China Zheshang Bank is set to be the city's biggest initial public offering this year, having already sold $1 billion shares to cornerstone investors in a sale that may reach $1.75 billion. It's scheduled to list at the end of the month and price its stock Monday. State-controlled Bank of Tianjin, which is about 14 percent owned by Australia's ANZ, is due to price its $1.23 billion IPO Friday. Like Zheshang Bank, a large chunk of shares, some $560 million, have been sold to anchor investors.
The pair have also disclosed relatively low nonperforming loans -- Zheshang's soured debt was 1.22 percent as of Sept. 30 while Bank of Tianjin puts its at 1.34 percent as of Dec. 31.
So far, no surprises. But a closer look at the duo's sale documents throws up some interesting other tidbits.
Bank of Tianjin highlights that banks' profits are being challenged by the rise of e-commerce and associated non-bank online payment platforms, such as Alipay and Tenpay, noting that third-party online payments in China rose 50 percent in 2014 to 8.08 trillion yuan ($1.2 trillion).
``We cannot assure you that we will successfully meet the challenges from Internet finance companies,'' its prospectus states, and ``our business, financial condition and results of operation could be materially and adversely affected'' if the bank can't come up with an effective response.
Of course, that's a problem all lenders face the world over but Chinese banks are particularly up against it considering the nation is, according to KPMG, the world's largest market for alternative sources of funding.
Zheshang had little to say on that front beyond noting that Internet banking headwinds were an issue (perhaps because Alibaba's finance affiliate, Alipay, is one of its cornerstone investors).

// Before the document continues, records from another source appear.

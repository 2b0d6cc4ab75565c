use std::io;
use std::io::stdout;
use std::path::PathBuf;
use std::sync::Arc;

use clap::Parser;
use paged_wal::Config;
use paged_wal::Dump;
use paged_wal::DumpApi;

#[derive(Clone, Debug, PartialEq, Eq, clap::Parser)]
#[clap(about = "dump the records of a paged WAL directory", author)]
pub struct Args {
    #[arg(value_name = "PATH")]
    path: PathBuf,

    /// File name prefix of the WAL files: `<STORAGE_NAME>.<order>.wal`
    #[arg(long, default_value = "storage")]
    storage_name: String,

    /// Page size the WAL was written with
    #[arg(long)]
    page_size: Option<usize>,
}

fn main() -> Result<(), io::Error> {
    let args = Args::parse();

    let dir = args.path.to_str().ok_or_else(|| {
        io::Error::new(
            io::ErrorKind::InvalidInput,
            format!("path is not valid UTF-8: {:?}", args.path),
        )
    })?;

    let config = Config {
        dir: dir.to_string(),
        storage_name: Some(args.storage_name),
        page_size: args.page_size,
        ..Default::default()
    };
    config.validate()?;

    Dump::new(Arc::new(config)).write(stdout().lock())
}
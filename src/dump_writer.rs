use std::io;

use crate::num::format_pad_u64;
use crate::LogSequenceNumber;
use crate::WALRecord;

/// Write one record per line, with a header line before the first record of
/// each segment:
///
/// ```text
/// Segment(00_000_000_000_000_000_001)
///   R-00000: LSN(1, 000_000_028): NonTxOperationPerformed
/// ```
pub fn write_record_debug<W: io::Write>(
    w: &mut W,
    segment: u64,
    record_index: u64,
    res: Result<(LogSequenceNumber, WALRecord), io::Error>,
) -> Result<(), io::Error> {
    if record_index == 0 {
        writeln!(w, "Segment({})", format_pad_u64(segment))?;
    }

    match res {
        Ok((lsn, rec)) => {
            writeln!(w, "  R-{record_index:05}: {}: {:?}", lsn, rec)?;
        }
        Err(io_err) => {
            writeln!(w, "  Error: {}", io_err)?;
        }
    }
    Ok(())
}
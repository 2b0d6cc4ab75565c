use std::sync::atomic::AtomicU64;
use std::sync::atomic::Ordering;
use std::sync::Arc;
use std::sync::Mutex;

/// Passed to [`LowDiskSpaceListener`]s when the free space of the WAL
/// directory drops below the configured limit.
#[derive(Debug, Clone, Copy, PartialEq, Eq)]
pub struct LowDiskSpaceInfo {
    pub free_space: u64,
    pub limit: u64,
}

/// Notified from the background writer after a batch of pages is stored while
/// the disk is short of space.
///
/// It must not call back into the log.
pub trait LowDiskSpaceListener: Send + Sync {
    fn on_low_disk_space(&self, info: &LowDiskSpaceInfo);
}

impl<F> LowDiskSpaceListener for F
where F: Fn(&LowDiskSpaceInfo) + Send + Sync
{
    fn on_low_disk_space(&self, info: &LowDiskSpaceInfo) {
        self(info)
    }
}

/// Notified after an append when the log outgrows its configured size and a
/// checkpoint would allow cutting it.
///
/// Called without any lock held, so it may log records itself.
pub trait CheckpointRequestListener: Send + Sync {
    fn on_checkpoint_request(&self);
}

impl<F> CheckpointRequestListener for F
where F: Fn() + Send + Sync
{
    fn on_checkpoint_request(&self) {
        self()
    }
}

/// Returned by listener registration, used to unsubscribe.
#[derive(Debug, Clone, Copy, PartialEq, Eq, PartialOrd, Ord, Hash)]
pub struct ListenerId(u64);

/// A set of subscribed listeners. Notification works on a snapshot so that a
/// listener may subscribe or unsubscribe while being notified.
pub(crate) struct Listeners<L: ?Sized> {
    next_id: AtomicU64,
    items: Mutex<Vec<(ListenerId, Arc<L>)>>,
}

impl<L: ?Sized> Default for Listeners<L> {
    fn default() -> Self {
        Self {
            next_id: AtomicU64::new(1),
            items: Mutex::new(Vec::new()),
        }
    }
}

impl<L: ?Sized> Listeners<L> {
    pub(crate) fn subscribe(&self, listener: Arc<L>) -> ListenerId {
        let id = ListenerId(self.next_id.fetch_add(1, Ordering::Relaxed));
        self.items.lock().unwrap().push((id, listener));
        id
    }

    /// Returns whether the listener was subscribed.
    pub(crate) fn unsubscribe(&self, id: ListenerId) -> bool {
        let mut items = self.items.lock().unwrap();
        let len = items.len();
        items.retain(|(x, _)| *x != id);
        items.len() != len
    }

    pub(crate) fn snapshot(&self) -> Vec<Arc<L>> {
        let items = self.items.lock().unwrap();
        items.iter().map(|(_, l)| l.clone()).collect()
    }
}

#[cfg(test)]
mod tests {
    use std::sync::atomic::AtomicU64;
    use std::sync::atomic::Ordering;
    use std::sync::Arc;

    use super::*;

    #[test]
    fn test_subscribe_unsubscribe() {
        let listeners = Listeners::<dyn CheckpointRequestListener>::default();

        let called = Arc::new(AtomicU64::new(0));
        let c = called.clone();
        let id1 = listeners.subscribe(Arc::new(move || {
            c.fetch_add(1, Ordering::Relaxed);
        }));
        let c = called.clone();
        let id2 = listeners.subscribe(Arc::new(move || {
            c.fetch_add(10, Ordering::Relaxed);
        }));
        assert_ne!(id1, id2);

        for l in listeners.snapshot() {
            l.on_checkpoint_request();
        }
        assert_eq!(called.load(Ordering::Relaxed), 11);

        assert!(listeners.unsubscribe(id2));
        assert!(!listeners.unsubscribe(id2));

        for l in listeners.snapshot() {
            l.on_checkpoint_request();
        }
        assert_eq!(called.load(Ordering::Relaxed), 12);
    }
}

Instead, alarm bells should be going off for investors regarding its big push into shadow banking.
Total assets surged almost 50 percent to just over 1 trillion yuan from the end of 2014 as Zheshang embarked on a ``full asset class operation strategy'' to reduce its reliance on the ``traditional model of providing deposit, loan and remittance services." (Perhaps we're old fashioned, but isn't that what banks are supposed to do?)
It said that as of Sept. 30, investments in trust plans, asset management plans and wealth management products were 387.2 billion yuan, or 38.6 percent of total assets. That's up from 23 percent at the end of 2014. According to analysts at DBS Vickers, 20 percent or less is the norm for even the most enthusiastic shadow banking lenders in China.
Zheshang also said it had exposure, albeit quite low, to sanctioned countries including Iran, Sudan and Syria via a small amount of remittances it processed for some customers.
Worrying, no? But perhaps these disclosures are of little significance when it comes to a stock's ultimate performance. Three of the Chinese banks that listed in Hong Kong last year -- Bank of Jinzhou, Bank of Qingdao and Bank of Zhengzhou -- are all outperforming the broader Hang Seng index, so far this year at least:
Whether the same good fortune will be bestowed on Bank of Tianjin and Zheshang remains to be seen. But along with the super-low nonperforming loan numbers, investors would be wise to read the fine print.